_Problem requirements:_ Using the records below, find how many lines hold the word "watches" and reply with only that number.

[Collected data]
========================================================================
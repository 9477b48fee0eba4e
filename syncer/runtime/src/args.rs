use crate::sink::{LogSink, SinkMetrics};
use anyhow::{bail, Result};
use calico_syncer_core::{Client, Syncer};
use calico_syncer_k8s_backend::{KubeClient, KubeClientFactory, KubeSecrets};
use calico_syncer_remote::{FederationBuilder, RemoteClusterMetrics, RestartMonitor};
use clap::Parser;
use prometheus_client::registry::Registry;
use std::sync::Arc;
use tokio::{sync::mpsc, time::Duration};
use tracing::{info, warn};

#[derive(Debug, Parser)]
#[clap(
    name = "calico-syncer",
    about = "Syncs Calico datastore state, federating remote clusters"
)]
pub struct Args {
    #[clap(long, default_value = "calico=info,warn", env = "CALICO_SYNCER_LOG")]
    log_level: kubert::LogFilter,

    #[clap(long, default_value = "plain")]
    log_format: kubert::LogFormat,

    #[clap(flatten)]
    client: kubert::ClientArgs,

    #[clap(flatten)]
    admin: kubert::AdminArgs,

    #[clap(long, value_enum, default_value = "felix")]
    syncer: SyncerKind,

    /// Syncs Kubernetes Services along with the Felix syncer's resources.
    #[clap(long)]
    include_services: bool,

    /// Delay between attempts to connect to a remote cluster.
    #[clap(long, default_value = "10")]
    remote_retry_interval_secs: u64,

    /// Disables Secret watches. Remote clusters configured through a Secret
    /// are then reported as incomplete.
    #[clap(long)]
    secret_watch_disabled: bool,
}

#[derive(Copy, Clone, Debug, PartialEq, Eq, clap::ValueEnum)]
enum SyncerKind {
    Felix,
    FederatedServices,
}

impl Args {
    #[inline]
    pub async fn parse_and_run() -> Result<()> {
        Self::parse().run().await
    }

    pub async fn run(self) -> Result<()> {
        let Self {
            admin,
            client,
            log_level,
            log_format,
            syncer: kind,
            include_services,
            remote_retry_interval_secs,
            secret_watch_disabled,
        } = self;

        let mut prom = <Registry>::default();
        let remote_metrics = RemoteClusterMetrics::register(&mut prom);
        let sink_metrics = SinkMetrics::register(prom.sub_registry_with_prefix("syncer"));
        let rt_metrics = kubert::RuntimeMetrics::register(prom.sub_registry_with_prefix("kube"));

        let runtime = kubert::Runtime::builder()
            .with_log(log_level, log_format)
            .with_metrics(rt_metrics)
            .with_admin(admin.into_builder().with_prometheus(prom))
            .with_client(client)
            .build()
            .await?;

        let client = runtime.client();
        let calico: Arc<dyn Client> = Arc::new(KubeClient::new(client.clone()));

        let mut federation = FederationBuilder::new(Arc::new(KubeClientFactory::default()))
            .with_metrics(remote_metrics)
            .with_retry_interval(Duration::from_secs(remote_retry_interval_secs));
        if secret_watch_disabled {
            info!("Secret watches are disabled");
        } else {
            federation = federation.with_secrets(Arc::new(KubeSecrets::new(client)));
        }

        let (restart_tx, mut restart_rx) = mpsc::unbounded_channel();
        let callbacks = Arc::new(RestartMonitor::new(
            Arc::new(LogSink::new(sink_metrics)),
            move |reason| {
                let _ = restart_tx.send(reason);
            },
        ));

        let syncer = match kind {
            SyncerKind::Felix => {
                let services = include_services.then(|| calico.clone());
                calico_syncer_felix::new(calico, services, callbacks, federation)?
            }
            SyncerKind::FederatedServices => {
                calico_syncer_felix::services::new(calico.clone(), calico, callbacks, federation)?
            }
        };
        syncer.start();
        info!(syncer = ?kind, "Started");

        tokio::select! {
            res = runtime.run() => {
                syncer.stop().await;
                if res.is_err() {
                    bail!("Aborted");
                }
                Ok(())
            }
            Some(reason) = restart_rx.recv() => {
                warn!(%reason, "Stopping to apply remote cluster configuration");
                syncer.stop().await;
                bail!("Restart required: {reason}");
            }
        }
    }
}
========================================================================
_Exercise answer:_ 2